REQUIRED WORK: Search through the entries for the word "penne" and copy every line that has it.

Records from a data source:
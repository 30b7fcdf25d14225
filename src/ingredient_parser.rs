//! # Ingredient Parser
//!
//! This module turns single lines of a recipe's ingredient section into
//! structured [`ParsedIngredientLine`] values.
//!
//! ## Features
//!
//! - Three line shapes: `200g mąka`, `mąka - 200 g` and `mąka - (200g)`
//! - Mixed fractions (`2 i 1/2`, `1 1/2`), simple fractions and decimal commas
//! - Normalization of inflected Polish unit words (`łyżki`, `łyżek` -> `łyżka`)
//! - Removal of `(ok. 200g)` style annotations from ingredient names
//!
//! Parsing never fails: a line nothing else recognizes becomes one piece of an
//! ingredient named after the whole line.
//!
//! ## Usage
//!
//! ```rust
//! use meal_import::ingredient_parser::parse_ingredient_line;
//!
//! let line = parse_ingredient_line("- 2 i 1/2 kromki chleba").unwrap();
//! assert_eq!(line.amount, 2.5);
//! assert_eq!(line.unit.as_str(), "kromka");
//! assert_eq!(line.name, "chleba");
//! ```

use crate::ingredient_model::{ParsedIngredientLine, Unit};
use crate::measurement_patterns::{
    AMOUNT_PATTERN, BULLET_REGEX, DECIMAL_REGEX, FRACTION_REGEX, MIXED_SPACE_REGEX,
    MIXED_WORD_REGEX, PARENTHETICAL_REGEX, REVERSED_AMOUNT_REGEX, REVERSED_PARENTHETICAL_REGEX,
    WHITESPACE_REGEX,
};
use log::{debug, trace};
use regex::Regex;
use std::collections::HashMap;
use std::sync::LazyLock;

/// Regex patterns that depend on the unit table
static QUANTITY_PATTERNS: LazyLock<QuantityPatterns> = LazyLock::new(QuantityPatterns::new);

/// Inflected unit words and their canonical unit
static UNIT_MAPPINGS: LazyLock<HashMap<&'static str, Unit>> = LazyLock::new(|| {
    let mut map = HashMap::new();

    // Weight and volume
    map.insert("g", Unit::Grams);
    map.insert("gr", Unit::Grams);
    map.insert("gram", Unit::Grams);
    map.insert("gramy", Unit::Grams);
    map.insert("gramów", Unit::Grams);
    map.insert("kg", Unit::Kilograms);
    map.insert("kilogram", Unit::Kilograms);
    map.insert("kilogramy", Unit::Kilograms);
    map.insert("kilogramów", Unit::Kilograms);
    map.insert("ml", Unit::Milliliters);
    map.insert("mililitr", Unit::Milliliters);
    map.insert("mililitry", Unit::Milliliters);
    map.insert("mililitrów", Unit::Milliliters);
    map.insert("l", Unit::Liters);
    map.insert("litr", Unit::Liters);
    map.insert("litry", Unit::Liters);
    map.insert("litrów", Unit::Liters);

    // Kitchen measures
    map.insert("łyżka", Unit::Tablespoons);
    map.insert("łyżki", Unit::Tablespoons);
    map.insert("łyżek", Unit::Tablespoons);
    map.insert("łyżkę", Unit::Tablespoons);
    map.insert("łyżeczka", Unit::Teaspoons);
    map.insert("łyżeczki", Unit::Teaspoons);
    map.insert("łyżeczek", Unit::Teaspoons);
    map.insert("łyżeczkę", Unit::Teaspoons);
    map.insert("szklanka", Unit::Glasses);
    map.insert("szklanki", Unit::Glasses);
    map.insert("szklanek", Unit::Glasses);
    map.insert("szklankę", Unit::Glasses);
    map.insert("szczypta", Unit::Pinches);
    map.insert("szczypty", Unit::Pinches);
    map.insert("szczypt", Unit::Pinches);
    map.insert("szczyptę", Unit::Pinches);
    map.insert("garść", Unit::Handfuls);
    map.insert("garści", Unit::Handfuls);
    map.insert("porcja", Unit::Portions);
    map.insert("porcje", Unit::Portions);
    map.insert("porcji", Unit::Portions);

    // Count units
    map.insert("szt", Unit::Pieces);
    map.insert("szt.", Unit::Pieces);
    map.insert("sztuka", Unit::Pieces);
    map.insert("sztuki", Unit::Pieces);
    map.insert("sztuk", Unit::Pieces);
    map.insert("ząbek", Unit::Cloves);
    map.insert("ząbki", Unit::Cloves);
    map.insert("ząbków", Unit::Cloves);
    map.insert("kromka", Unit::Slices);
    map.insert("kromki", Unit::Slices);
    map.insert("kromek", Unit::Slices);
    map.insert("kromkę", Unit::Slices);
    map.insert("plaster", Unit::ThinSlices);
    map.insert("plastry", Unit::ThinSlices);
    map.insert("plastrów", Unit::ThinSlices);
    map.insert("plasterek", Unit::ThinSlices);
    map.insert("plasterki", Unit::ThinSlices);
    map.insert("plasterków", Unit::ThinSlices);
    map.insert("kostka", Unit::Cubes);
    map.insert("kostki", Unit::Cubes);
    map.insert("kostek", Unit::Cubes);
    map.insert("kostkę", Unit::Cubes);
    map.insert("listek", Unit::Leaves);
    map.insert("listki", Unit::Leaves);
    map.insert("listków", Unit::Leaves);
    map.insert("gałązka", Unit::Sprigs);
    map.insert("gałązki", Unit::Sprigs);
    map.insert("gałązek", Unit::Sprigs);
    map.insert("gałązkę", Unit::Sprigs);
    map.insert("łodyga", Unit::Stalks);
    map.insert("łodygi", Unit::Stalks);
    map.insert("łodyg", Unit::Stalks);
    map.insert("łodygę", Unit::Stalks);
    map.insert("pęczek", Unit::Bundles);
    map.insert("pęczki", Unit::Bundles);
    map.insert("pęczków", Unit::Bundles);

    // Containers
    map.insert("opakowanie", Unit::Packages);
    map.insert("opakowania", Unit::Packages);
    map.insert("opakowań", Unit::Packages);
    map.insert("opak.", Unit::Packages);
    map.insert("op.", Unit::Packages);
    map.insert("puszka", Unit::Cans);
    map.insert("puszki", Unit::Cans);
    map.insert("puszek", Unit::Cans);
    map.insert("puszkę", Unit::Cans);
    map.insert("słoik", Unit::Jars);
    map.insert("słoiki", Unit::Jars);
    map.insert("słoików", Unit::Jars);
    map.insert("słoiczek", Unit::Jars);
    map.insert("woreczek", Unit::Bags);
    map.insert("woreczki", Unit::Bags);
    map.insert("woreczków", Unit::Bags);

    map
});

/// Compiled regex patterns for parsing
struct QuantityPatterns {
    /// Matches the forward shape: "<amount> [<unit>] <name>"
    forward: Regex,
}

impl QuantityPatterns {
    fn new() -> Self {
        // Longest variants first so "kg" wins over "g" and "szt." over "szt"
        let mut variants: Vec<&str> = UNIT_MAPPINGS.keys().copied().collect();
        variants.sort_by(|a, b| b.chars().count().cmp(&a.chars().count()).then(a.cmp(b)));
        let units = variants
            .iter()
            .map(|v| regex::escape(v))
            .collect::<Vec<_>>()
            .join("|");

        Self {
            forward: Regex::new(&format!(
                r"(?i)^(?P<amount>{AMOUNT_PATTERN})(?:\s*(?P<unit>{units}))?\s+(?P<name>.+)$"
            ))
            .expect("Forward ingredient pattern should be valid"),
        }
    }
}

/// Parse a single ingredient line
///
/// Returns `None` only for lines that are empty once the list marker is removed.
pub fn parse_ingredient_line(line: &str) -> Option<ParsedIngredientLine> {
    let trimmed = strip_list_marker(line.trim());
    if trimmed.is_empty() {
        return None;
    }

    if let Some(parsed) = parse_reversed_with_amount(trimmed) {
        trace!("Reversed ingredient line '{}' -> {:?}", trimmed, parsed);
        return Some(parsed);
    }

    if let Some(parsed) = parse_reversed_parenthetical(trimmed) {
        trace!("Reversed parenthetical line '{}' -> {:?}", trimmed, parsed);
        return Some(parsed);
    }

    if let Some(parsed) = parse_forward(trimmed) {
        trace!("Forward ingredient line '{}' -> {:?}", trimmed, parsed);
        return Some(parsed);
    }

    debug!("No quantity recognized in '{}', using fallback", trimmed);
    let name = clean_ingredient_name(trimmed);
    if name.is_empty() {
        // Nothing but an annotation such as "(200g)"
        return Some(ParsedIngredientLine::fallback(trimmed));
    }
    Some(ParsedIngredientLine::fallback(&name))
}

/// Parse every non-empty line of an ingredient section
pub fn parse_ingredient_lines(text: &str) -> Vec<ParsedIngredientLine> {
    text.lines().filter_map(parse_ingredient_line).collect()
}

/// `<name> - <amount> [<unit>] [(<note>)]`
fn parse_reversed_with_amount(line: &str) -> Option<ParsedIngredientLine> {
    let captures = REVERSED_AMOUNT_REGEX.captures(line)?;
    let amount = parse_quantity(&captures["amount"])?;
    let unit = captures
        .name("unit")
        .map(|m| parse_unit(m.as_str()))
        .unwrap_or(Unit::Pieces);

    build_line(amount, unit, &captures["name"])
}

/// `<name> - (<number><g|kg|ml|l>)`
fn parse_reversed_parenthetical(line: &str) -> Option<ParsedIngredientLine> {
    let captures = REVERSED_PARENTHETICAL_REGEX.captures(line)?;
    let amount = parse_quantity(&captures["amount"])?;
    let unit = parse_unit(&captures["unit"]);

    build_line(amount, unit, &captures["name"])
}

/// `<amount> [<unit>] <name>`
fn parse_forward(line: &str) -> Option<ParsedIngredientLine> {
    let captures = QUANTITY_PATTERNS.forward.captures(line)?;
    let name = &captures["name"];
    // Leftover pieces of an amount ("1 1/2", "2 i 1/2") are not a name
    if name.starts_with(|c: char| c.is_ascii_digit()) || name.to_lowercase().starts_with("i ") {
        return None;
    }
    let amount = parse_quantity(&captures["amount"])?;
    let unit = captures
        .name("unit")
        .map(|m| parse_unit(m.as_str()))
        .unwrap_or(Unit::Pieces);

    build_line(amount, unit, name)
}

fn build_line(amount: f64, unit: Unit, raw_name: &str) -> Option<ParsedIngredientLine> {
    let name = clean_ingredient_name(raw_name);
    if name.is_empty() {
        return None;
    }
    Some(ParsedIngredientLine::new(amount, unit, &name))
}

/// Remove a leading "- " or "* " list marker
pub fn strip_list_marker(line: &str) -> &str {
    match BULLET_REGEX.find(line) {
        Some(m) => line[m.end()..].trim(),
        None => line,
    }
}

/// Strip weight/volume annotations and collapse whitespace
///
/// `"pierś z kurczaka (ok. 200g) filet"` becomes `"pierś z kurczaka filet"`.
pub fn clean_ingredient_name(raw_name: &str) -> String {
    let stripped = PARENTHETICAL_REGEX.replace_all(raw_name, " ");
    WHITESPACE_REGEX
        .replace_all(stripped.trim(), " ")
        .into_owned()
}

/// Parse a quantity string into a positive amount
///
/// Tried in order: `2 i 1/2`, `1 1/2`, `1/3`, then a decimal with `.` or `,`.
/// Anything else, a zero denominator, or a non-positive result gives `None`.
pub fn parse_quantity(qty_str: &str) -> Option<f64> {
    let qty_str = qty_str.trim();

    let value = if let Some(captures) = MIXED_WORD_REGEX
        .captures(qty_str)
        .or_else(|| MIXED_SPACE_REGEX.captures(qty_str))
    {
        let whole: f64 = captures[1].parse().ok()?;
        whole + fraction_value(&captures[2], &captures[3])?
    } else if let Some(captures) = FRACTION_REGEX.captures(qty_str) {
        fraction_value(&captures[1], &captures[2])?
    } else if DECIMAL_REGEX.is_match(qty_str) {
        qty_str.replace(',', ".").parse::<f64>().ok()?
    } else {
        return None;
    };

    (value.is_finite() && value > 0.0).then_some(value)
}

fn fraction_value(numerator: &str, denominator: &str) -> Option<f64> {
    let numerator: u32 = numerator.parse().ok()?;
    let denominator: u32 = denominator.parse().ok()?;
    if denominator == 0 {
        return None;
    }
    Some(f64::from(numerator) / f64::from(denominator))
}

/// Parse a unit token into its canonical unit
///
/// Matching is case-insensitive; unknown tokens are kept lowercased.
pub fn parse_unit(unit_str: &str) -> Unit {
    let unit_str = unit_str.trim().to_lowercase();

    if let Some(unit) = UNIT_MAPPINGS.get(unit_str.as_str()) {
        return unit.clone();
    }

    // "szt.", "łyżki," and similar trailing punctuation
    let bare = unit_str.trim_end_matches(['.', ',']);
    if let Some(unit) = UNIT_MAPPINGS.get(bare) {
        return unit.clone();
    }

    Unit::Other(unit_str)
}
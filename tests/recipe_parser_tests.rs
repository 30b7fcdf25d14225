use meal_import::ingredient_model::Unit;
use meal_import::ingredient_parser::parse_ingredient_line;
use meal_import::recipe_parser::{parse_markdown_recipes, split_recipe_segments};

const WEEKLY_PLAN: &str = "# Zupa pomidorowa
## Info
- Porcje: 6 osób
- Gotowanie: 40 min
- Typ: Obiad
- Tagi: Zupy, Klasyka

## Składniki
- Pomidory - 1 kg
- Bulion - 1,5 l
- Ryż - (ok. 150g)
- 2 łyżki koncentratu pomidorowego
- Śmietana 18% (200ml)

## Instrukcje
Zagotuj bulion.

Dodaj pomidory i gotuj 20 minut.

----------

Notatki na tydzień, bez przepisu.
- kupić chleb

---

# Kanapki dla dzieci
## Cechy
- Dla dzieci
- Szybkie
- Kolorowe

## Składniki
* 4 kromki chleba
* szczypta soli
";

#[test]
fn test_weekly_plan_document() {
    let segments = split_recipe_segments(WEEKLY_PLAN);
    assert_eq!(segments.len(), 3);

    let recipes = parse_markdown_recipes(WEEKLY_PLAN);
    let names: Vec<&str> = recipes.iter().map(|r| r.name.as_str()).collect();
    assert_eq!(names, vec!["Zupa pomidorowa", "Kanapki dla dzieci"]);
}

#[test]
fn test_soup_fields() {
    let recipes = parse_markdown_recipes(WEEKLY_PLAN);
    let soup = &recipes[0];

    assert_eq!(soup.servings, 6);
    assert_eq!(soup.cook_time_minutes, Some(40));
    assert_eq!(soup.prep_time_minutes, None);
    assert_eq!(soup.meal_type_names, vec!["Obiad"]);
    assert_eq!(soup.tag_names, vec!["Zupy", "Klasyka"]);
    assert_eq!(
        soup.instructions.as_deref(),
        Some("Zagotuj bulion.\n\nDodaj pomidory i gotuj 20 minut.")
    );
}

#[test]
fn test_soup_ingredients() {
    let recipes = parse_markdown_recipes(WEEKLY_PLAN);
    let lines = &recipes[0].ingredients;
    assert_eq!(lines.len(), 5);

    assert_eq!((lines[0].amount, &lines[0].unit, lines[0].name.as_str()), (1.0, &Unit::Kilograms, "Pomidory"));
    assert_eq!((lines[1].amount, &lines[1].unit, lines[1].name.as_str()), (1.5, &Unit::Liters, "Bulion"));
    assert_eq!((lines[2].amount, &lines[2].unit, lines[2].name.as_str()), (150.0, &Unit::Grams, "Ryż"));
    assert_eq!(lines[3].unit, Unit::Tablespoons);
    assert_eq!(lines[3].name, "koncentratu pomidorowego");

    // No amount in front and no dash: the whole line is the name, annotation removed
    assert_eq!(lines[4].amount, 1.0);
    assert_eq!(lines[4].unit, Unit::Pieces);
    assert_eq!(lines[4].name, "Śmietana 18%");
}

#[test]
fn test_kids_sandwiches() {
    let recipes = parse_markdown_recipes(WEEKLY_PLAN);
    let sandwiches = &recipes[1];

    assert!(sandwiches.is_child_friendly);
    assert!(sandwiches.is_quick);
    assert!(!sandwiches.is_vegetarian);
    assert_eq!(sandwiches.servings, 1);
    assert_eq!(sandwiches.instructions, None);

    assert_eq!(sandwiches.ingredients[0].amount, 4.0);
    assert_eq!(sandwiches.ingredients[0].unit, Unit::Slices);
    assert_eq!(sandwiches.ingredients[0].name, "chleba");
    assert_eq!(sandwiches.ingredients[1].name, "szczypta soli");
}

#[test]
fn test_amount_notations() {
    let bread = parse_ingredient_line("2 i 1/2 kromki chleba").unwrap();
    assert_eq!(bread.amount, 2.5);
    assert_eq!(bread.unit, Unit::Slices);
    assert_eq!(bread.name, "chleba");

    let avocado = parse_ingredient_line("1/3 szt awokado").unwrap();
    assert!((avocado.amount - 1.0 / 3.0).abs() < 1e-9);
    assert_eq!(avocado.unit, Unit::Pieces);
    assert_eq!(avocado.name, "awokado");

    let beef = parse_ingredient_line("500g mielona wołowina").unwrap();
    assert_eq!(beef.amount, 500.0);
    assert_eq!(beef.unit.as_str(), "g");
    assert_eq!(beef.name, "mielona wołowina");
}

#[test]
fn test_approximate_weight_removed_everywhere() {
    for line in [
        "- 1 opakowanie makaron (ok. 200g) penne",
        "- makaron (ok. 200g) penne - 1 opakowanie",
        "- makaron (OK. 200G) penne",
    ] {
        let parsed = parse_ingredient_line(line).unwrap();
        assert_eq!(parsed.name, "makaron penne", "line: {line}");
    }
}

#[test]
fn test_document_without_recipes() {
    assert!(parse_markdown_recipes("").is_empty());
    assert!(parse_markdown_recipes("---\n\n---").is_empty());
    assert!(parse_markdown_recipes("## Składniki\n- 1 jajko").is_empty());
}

ANSWER TO THE EXERCISE:
        "- 1 opakowanie makaron (ok. 200g) penne",
        "- makaron (ok. 200g) penne - 1 opakowanie",
        "- makaron (OK. 200G) penne",
        assert_eq!(parsed.name, "makaron penne", "line: {line}");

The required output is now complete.